Geology as Condition: Material Entanglement and the Weight of the Digital
by Luman Jiang, April 9, 2026
Installation view of Lithic Coordinates. Photo by Echo Xu. Courtesy of the artist and CHINCHIN Art.
Curated by Shuhan Zhang at Art Cake, Lithic Coordinates does not approach geology as a stable origin or a symbolic backdrop. Instead, it repositions the geological as an active condition, one that unfolds across material processes, perceptual structures, and technological systems. Stone, in this context, is neither inert nor fixed. It becomes a site through which pressure, memory, erosion, and inscription are continuously negotiated.
The strength of the exhibition lies not in treating geology as metaphor, but in constructing a perceptual field in which materiality itself becomes unstable. Boundaries between the organic and the infrastructural, the bodily and the mineral, are deliberately loosened. Surfaces bear traces of accumulation and loss, while processes such as sedimentation, crystallization, and dissolution function both as formal strategies and conceptual frameworks. Here, geology is no longer presented as an image to be viewed, but as a condition of entanglement to be experienced: atmosphere thickens into archive, and digital systems reveal their deep embeddedness in material extraction and planetary residue. As Jussi Parikka suggests in A Geology of Media, media have never been separate from the geophysical conditions that sustain them.

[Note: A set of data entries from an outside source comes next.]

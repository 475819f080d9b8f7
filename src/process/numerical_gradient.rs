use crate::data::point::LabelledDataPoint;
use crate::error::Result;
use crate::layers::neuron_layer::NeuronLayer;
use crate::network::mode::Mode;
use crate::process::cost::Cost;
use crate::process::feed_forward::FeedForward;
use crate::process::gradients::Gradients;

/// Perturbation used for the central difference. The truncation error of the
/// estimate is O(EPSILON²).
pub const EPSILON: f64 = 1e-4;

/// Finite-difference estimate of the per-example gradient, for checking
/// `BackPropagate`. Costs two forward passes per parameter; never used while
/// training.
#[derive(Debug, Clone, Copy)]
pub struct NumericalGradient<'a> {
    layers: &'a [NeuronLayer],
    mode: Mode,
}

#[derive(Clone, Copy)]
enum Param {
    Weight(usize, usize),
    Bias(usize),
}

impl<'a> NumericalGradient<'a> {
    pub fn new(layers: &'a [NeuronLayer], mode: Mode) -> NumericalGradient<'a> {
        NumericalGradient { layers, mode }
    }

    /// `(cost(w + ε) − cost(w − ε)) / 2ε` for every weight and bias.
    pub fn compute(&self, point: &LabelledDataPoint) -> Result<Gradients> {
        // Validates both vectors before any perturbation.
        Cost::new(self.mode, FeedForward::new(self.layers)).compute(point)?;

        let mut scratch = self.layers.to_vec();
        let mut gradients = Gradients::zeros_like(self.layers);

        for index in 1..self.layers.len() {
            let (rows, cols) = self.layers[index].weights().shape();
            let params = (0..rows)
                .flat_map(|row| (0..cols).map(move |col| Param::Weight(row, col)))
                .chain((0..rows).map(Param::Bias));

            for param in params {
                let plus = self.perturbed_cost(&mut scratch, index, param, EPSILON, point)?;
                let minus = self.perturbed_cost(&mut scratch, index, param, -EPSILON, point)?;
                let estimate = (plus - minus) / (2.0 * EPSILON);
                match param {
                    Param::Weight(row, col) => gradients.layers[index].weights.data[row][col] = estimate,
                    Param::Bias(row) => gradients.layers[index].biases[row] = estimate,
                }
            }
        }

        Ok(gradients)
    }

    /// Cost with one parameter shifted by `shift`. The layer is restored from
    /// the original afterwards so shifts never accumulate rounding error.
    fn perturbed_cost(
        &self,
        scratch: &mut [NeuronLayer],
        index: usize,
        param: Param,
        shift: f64,
        point: &LabelledDataPoint,
    ) -> Result<f64> {
        let original = &self.layers[index];
        let mut delta = original.zero_gradient();
        match param {
            Param::Weight(row, col) => delta.weights.data[row][col] = shift,
            Param::Bias(row) => delta.biases[row] = shift,
        }
        scratch[index].update_weights(&delta)?;
        let cost = Cost::new(self.mode, FeedForward::new(scratch)).compute(point);
        scratch[index] = original.clone();
        cost
    }
}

Within this structure, the participating artists do not present discrete positions but operate within a shared logic of material transformation. Zhanyi Chen’s Cloudbusting (Rain Poems) mobilizes precipitation as an inscriptive force, allowing rainwater to register itself through processes of transfer and erosion. Longing appears here not as an expression but as a residue, something that accumulates without resolution. Huanzhe Hu’s Drifting Records extends geological thinking into sound, transforming ice and concrete into resonant instruments. Landscape is no longer treated as an object to be represented, but as an event that unfolds through vibration, memory, and temporal decay.

Installation view of Lithic Coordinates. Photo by Echo Xu. Courtesy of the artist and CHINCHIN Art.

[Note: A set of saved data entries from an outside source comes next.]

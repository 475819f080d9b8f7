use crate::data::point::LabelledDataPoint;
use crate::error::{check_len, DnnError, Result};
use crate::layers::neuron_layer::NeuronLayer;

/// Pre-activations and activations of every layer for one example.
/// Index 0 holds the raw features in both vectors.
#[derive(Debug, Clone, PartialEq)]
pub struct ForwardTrace {
    pub pre_activations: Vec<Vec<f64>>,
    pub activations: Vec<Vec<f64>>,
}

impl ForwardTrace {
    pub fn output(&self) -> &[f64] {
        &self.activations[self.activations.len() - 1]
    }
}

/// Forward evaluation over a read-only snapshot of the layers.
#[derive(Debug, Clone, Copy)]
pub struct FeedForward<'a> {
    layers: &'a [NeuronLayer],
}

impl<'a> FeedForward<'a> {
    pub fn new(layers: &'a [NeuronLayer]) -> FeedForward<'a> {
        FeedForward { layers }
    }

    pub fn layers(&self) -> &'a [NeuronLayer] {
        self.layers
    }

    pub fn output_size(&self) -> usize {
        self.layers.last().map_or(0, |layer| layer.size)
    }

    /// Runs `features` through every layer and returns the output vector.
    pub fn compute(&self, features: &[f64]) -> Result<Vec<f64>> {
        self.check_features(features)?;
        let mut current = features.to_vec();
        for layer in self.layers {
            current = layer.forward(&current)?;
        }
        Ok(current)
    }

    /// Forward pass that keeps every layer's `z` and `a`.
    pub fn trace(&self, features: &[f64]) -> Result<ForwardTrace> {
        self.check_features(features)?;
        let mut pre_activations = Vec::with_capacity(self.layers.len());
        let mut activations: Vec<Vec<f64>> = Vec::with_capacity(self.layers.len());
        for layer in self.layers {
            let input = activations.last().map_or(features, Vec::as_slice);
            let (z, a) = layer.forward_traced(input)?;
            pre_activations.push(z);
            activations.push(a);
        }
        Ok(ForwardTrace { pre_activations, activations })
    }

    /// Pairs `features` with the prediction.
    pub fn label(&self, features: &[f64]) -> Result<LabelledDataPoint> {
        let prediction = self.compute(features)?;
        Ok(LabelledDataPoint::new(features.to_vec(), prediction))
    }

    fn check_features(&self, features: &[f64]) -> Result<()> {
        if self.layers.is_empty() {
            return Err(DnnError::InvalidTopography("no layers to evaluate".into()));
        }
        let expected = self.layers.first().map_or(0, |layer| layer.size);
        check_len("features", expected, features.len())
    }
}
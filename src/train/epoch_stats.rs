use serde::{Serialize, Deserialize};

/// Periodic training progress emitted by `train_loop`.
///
/// When a `progress_tx` channel is configured in `TrainConfig`, the loop
/// sends one value every `report_every` epochs, right after the cost over the
/// whole dataset has been computed.
#[derive(Debug, Clone, PartialEq, Serialize, Deserialize)]
pub struct EpochStats {
    /// 1-based epoch number.
    pub epoch: usize,
    pub max_epochs: usize,
    /// Mean per-example cost over the full dataset.
    pub cost: f64,
    /// Wall-clock time since training started, in milliseconds.
    pub elapsed_ms: u64,
}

Kun Juliet Wang’s Riverbed collapses distinctions between flesh and mineral, presenting a body that is at once organic and geological, subject to erosion, regeneration, and continuous reformation. Chuanduan Chen’s photographic and AI-generated works, Arrow of Time, Fleeing Dark Matter, and meteorite, translate natural forms into psychic strata, where mourning accumulates like sediment. His use of generative AI is particularly incisive. The algorithmic image, often framed as immaterial, is redirected toward geological processes, exposing a recursive loop between the earth that enables computation and the earth that computation reconfigures.

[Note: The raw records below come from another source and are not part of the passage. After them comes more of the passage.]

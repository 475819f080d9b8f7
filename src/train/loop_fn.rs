use std::time::Instant;

use log::{debug, info, trace};
use rand::{rngs::StdRng, Rng, SeedableRng};

use crate::data::{LabelledDataPoint, ParallelCollection};
use crate::error::{DnnError, Result};
use crate::network::network::Network;
use crate::optim::sgd::Sgd;
use crate::process::gradients::Gradients;
use crate::train::epoch_stats::EpochStats;
use crate::train::outcome::TrainOutcome;
use crate::train::train_config::TrainConfig;

// ---------------------------------------------------------------------------
// Public entry point
// ---------------------------------------------------------------------------

/// Trains `network` with mini-batch gradient descent until the mean gradient
/// of a mini-batch is within `config.gradient_cutoff` or `config.max_epochs`
/// epochs have passed.
///
/// Each epoch is split into `config.batches_per_epoch` mini-batches by
/// `epoch_batches`, so every row is used exactly once per epoch. Per
/// mini-batch, per-example gradients are mapped in parallel over a read-only
/// snapshot of the weights, then summed and averaged. `optimizer` applies
/// the mean once. The convergence test runs after every update.
///
/// Every `config.report_every` epochs the mean cost over the whole dataset
/// is logged and sent on `config.progress_tx`; it never affects control flow.
///
/// # Errors
/// - `EmptyDataset` if `data` has no rows
/// - `DimensionMismatch` if any example does not fit the topography; checked
///   for every row before the first update
/// - `DistributedExecutionFailure` from the backend, which aborts the run
pub fn train_loop<C>(
    network: &mut Network,
    data: &C,
    optimizer: &Sgd,
    config: &TrainConfig,
) -> Result<TrainOutcome>
where
    C: ParallelCollection<Item = LabelledDataPoint>,
{
    let complete = data.cache();
    if complete.count() == 0 {
        return Err(DnnError::EmptyDataset);
    }
    {
        let snapshot: &Network = network;
        complete.try_map(|point| snapshot.check_point(point))?;
    }

    info!("Learning Rate = {}", optimizer.learning_rate);
    info!("Maximum Epochs = {}", config.max_epochs);

    let mut rng = match config.seed {
        Some(seed) => StdRng::seed_from_u64(seed),
        None => StdRng::from_entropy(),
    };
    let batches = config.batches_per_epoch.max(1);
    let started = Instant::now();

    for epoch in 1..=config.max_epochs {
        for (batch_index, batch) in epoch_batches(&complete, batches, &mut rng)?.into_iter().enumerate() {
            let batch_size = batch.count();
            if batch_size == 0 {
                trace!("epoch {epoch}, batch {batch_index}: empty, skipped");
                continue;
            }

            let mean = batch_gradient(network, &batch)?.scale(1.0 / batch_size as f64);
            optimizer.step(network, &mean)?;
            trace!(
                "epoch {epoch}, batch {batch_index}: {batch_size} examples, max |gradient| = {:e}",
                mean.max_abs()
            );

            if mean.is_converged(config.gradient_cutoff) {
                info!("Converged after {epoch} epoch(s)");
                return Ok(TrainOutcome::Converged { epoch });
            }
        }

        if config.report_every > 0 && epoch % config.report_every == 0 {
            let cost = mean_cost(network, &complete)?;
            debug!("Completed {epoch} iterations; Cost = {cost}");
            if let Some(ref tx) = config.progress_tx {
                // A dropped receiver only means nobody is listening.
                let _ = tx.send(EpochStats {
                    epoch,
                    max_epochs: config.max_epochs,
                    cost,
                    elapsed_ms: started.elapsed().as_millis() as u64,
                });
            }
        }
    }

    info!("Did not converge within {} epochs", config.max_epochs);
    Ok(TrainOutcome::Exhausted)
}

/// Splits one epoch's working set into `batches` mini-batches.
///
/// The working set is a fraction-1.0 sample of `complete` without replacement.
/// Batch `i` then draws `1 / (batches - i)` of the rows still left and those
/// rows are subtracted before the next draw, so the batches are disjoint and
/// together cover the working set. Batches may be empty.
pub fn epoch_batches<C, R>(complete: &C, batches: usize, rng: &mut R) -> Result<Vec<C>>
where
    C: ParallelCollection<Item = LabelledDataPoint>,
    R: Rng,
{
    let mut remaining = complete.sample(false, 1.0, rng.gen())?;
    let mut drawn = Vec::with_capacity(batches);
    for batch_index in 0..batches {
        let fraction = 1.0 / (batches - batch_index) as f64;
        let batch = remaining.sample(false, fraction, rng.gen())?;
        remaining = remaining.subtract(&batch)?;
        drawn.push(batch);
    }
    Ok(drawn)
}

/// Mean per-example cost over `data` under the current weights.
pub fn mean_cost<C>(network: &Network, data: &C) -> Result<f64>
where
    C: ParallelCollection<Item = LabelledDataPoint>,
{
    let cost = network.cost();
    let costs = data.try_map(|point| cost.compute(point))?.collect();
    if costs.is_empty() {
        return Err(DnnError::EmptyDataset);
    }
    Ok(costs.iter().sum::<f64>() / costs.len() as f64)
}

// ---------------------------------------------------------------------------
// Private helpers
// ---------------------------------------------------------------------------

/// Sum of the per-example gradients of a non-empty batch.
fn batch_gradient<C>(network: &Network, batch: &C) -> Result<Gradients>
where
    C: ParallelCollection<Item = LabelledDataPoint>,
{
    let back_propagate = network.back_propagate();
    batch
        .try_map(|point| back_propagate.compute(point))?
        .reduce(Gradients::combine)?
        .ok_or_else(|| {
            DnnError::DistributedExecutionFailure("reduce over a non-empty batch returned nothing".into())
        })
}

#[cfg(test)]
mod tests {
    use super::*;
    use crate::data::LabelledData;
    use crate::network::{Mode, NetworkSpec};
    use std::sync::mpsc;

    fn line(n: usize) -> LabelledData {
        let points = (0..n)
            .map(|i| {
                let x = i as f64 / n as f64;
                LabelledDataPoint::new(vec![x], vec![2.0 * x - 0.5])
            })
            .collect();
        LabelledData::new(points, 3).unwrap()
    }

    #[test]
    fn empty_dataset_is_rejected() {
        let mut network = Network::new(&[1, 1], Mode::Regression).unwrap();
        let data = LabelledData::new(Vec::new(), 2).unwrap();
        assert_eq!(
            network.train(&data, &TrainConfig::default()).unwrap_err(),
            DnnError::EmptyDataset
        );
    }

    #[test]
    fn malformed_row_aborts_before_any_update() {
        let mut network = NetworkSpec::new(&[1, 1], Mode::Regression).with_seed(1).build().unwrap();
        let before = network.clone();
        let mut points: Vec<_> = line(20).collect();
        points.push(LabelledDataPoint::new(vec![0.0, 0.0], vec![0.0]));
        let data = LabelledData::new(points, 2).unwrap();

        let err = network.train(&data, &TrainConfig::default()).unwrap_err();
        assert!(matches!(err, DnnError::DimensionMismatch { context: "features", .. }));
        assert_eq!(network, before);
    }

    #[test]
    fn exhausted_run_returns_the_sentinel() {
        let mut network = NetworkSpec::new(&[1, 1], Mode::Regression).with_seed(2).build().unwrap();
        let config = TrainConfig::new(0.01, 3, 0.0).with_seed(4);
        let outcome = network.train(&line(30), &config).unwrap();
        assert_eq!(outcome, TrainOutcome::Exhausted);
        assert_eq!(outcome.epoch_or_sentinel(), -1);
    }

    #[test]
    fn learns_a_line_and_converges() {
        let mut network = NetworkSpec::new(&[1, 1], Mode::Regression).with_seed(2).build().unwrap();
        let data = line(40);
        let before = mean_cost(&network, &data).unwrap();

        let config = TrainConfig::new(0.5, 5000, 1e-4).with_seed(8);
        let outcome = network.train(&data, &config).unwrap();

        assert!(outcome.is_converged(), "{outcome:?}");
        assert!(outcome.epoch().unwrap() >= 1);
        // A batch can meet the cutoff before the whole set is fitted, so only
        // the direction of travel is checked.
        assert!(mean_cost(&network, &data).unwrap() < before);
    }

    #[test]
    fn reports_cost_on_the_progress_channel() {
        let (tx, rx) = mpsc::channel();
        let mut network = NetworkSpec::new(&[1, 1], Mode::Regression).with_seed(3).build().unwrap();
        let config = TrainConfig::new(0.1, 20, 0.0).with_seed(1).with_progress(tx);
        network.train(&line(30), &config).unwrap();

        let reports: Vec<EpochStats> = rx.try_iter().collect();
        assert_eq!(reports.iter().map(|r| r.epoch).collect::<Vec<_>>(), vec![10, 20]);
        assert!(reports.iter().all(|r| r.max_epochs == 20 && r.cost.is_finite()));
        assert!(reports[1].cost <= reports[0].cost);
    }

    #[test]
    fn same_seeds_train_identically() {
        let spec = NetworkSpec::new(&[1, 2, 1], Mode::Regression).with_seed(6);
        let mut a = spec.build().unwrap();
        let mut b = spec.build().unwrap();
        let config = TrainConfig::new(0.1, 5, 0.0).with_seed(10);
        a.train(&line(25), &config).unwrap();
        b.train(&line(25), &config).unwrap();
        for (la, lb) in a.layers().iter().zip(b.layers()) {
            for (ra, rb) in la.weights().data.iter().zip(&lb.weights().data) {
                for (x, y) in ra.iter().zip(rb) {
                    assert!((x - y).abs() < 1e-12);
                }
            }
        }
    }
}
/// Half sum-of-squares error, paired with a linear output layer.
pub struct MseLoss;

impl MseLoss {
    /// Scalar loss: ½‖predicted − expected‖²
    pub fn loss(predicted: &[f64], expected: &[f64]) -> f64 {
        0.5 * predicted.iter().zip(expected.iter())
            .map(|(a, b)| (a - b).powi(2))
            .sum::<f64>()
    }

    /// ∂L/∂predicted: predicted − expected
    pub fn derivative(predicted: &[f64], expected: &[f64]) -> Vec<f64> {
        predicted.iter().zip(expected.iter())
            .map(|(a, b)| a - b)
            .collect()
    }
}
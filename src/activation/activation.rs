use serde::{Serialize, Deserialize};
use std::f64::consts::E;

/// Transfer functions a layer can be bound to. A layer's activation is fixed
/// at construction.
#[derive(Debug, Clone, Copy, PartialEq, Eq, Serialize, Deserialize)]
#[serde(rename_all = "snake_case")]
pub enum ActivationFunction {
    /// Identity. Used by the input layer and by the regression output layer.
    Linear,
    Sigmoid,
    /// Vector-valued; only used as a classification output paired with
    /// cross-entropy.
    Softmax,
    Tanh,
    ReLU,
}

impl ActivationFunction {
    /// Named factory: `linear`, `sigmoid`, `softmax`, `tanh` or `relu`.
    pub fn from_name(name: &str) -> Option<ActivationFunction> {
        match name.to_ascii_lowercase().as_str() {
            "linear" | "identity" => Some(ActivationFunction::Linear),
            "sigmoid" => Some(ActivationFunction::Sigmoid),
            "softmax" => Some(ActivationFunction::Softmax),
            "tanh" => Some(ActivationFunction::Tanh),
            "relu" => Some(ActivationFunction::ReLU),
            _ => None,
        }
    }

    pub fn name(&self) -> &'static str {
        match self {
            ActivationFunction::Linear => "linear",
            ActivationFunction::Sigmoid => "sigmoid",
            ActivationFunction::Softmax => "softmax",
            ActivationFunction::Tanh => "tanh",
            ActivationFunction::ReLU => "relu",
        }
    }

    /// Applies the activation to a whole pre-activation vector.
    pub fn apply(&self, z: &[f64]) -> Vec<f64> {
        match self {
            ActivationFunction::Softmax => softmax(z),
            _ => z.iter().map(|&x| self.scalar(x)).collect(),
        }
    }

    /// Element-wise derivative evaluated at the pre-activation `z`.
    ///
    /// For `Softmax` this returns ones: the layer is always paired with
    /// cross-entropy, whose combined gradient `prediction - target` is already
    /// the output error, so the Jacobian must not be applied a second time.
    pub fn derivative(&self, z: &[f64]) -> Vec<f64> {
        z.iter()
            .map(|&x| match self {
                ActivationFunction::Linear => 1.0,
                ActivationFunction::Sigmoid => {
                    let fx = sigmoid(x);
                    fx * (1.0 - fx)
                }
                ActivationFunction::Softmax => 1.0,
                ActivationFunction::Tanh => {
                    let t = x.tanh();
                    1.0 - t * t
                }
                ActivationFunction::ReLU => if x > 0.0 { 1.0 } else { 0.0 },
            })
            .collect()
    }

    fn scalar(&self, x: f64) -> f64 {
        match self {
            ActivationFunction::Linear => x,
            ActivationFunction::Sigmoid => sigmoid(x),
            ActivationFunction::Tanh => x.tanh(),
            ActivationFunction::ReLU => if x > 0.0 { x } else { 0.0 },
            ActivationFunction::Softmax => unreachable!("softmax is applied to the whole vector"),
        }
    }
}

fn sigmoid(x: f64) -> f64 {
    1.0 / (1.0 + E.powf(-x))
}

// Shifted by the max for numerical stability.
fn softmax(z: &[f64]) -> Vec<f64> {
    let max = z.iter().cloned().fold(f64::NEG_INFINITY, f64::max);
    let exps: Vec<f64> = z.iter().map(|&x| (x - max).exp()).collect();
    let sum: f64 = exps.iter().sum();
    exps.into_iter().map(|e| e / sum).collect()
}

Yinghan Zhang’s Heart of Stone and Hug, produced through full-shape stone rubbings and silver leaf, compress the temporality of scholars’ stones into bodily contours. Here, Daoist contemplation intersects with corporeal urgency, rendering touch as both index and transformation. Tingru Chen’s Safe House documents fragile shelters assembled from reclaimed fragments and local stones, situating architecture within a condition of precarity. Shelter emerges not as stability, but as a provisional arrangement against exposure, always subject to collapse and reconfiguration.
In this context, the digital no longer appears as weightless or abstract. Instead, it is understood as materially grounded, dependent on extraction, infrastructure, and planetary systems. If every screen carries a geological history, Lithic Coordinates proposes its inverse: that the body itself operates as a geological medium, stratified by memory, shaped by pressure, and marked by erosion. The exhibition does not resolve the tension between deep time and accelerated technological temporality. Rather, it sustains this tension as a productive condition.
What emerges is not a unified thesis but a perceptual and material framework. The mineral is no longer inert, the digital no longer immaterial, and perception itself becomes a process of sedimentation. Meaning does not stabilize but accumulates, disperses, and reforms. To encounter the exhibition is not to interpret geology, but to inhabit a world in which material, technological, and affective systems remain irreducibly entangled.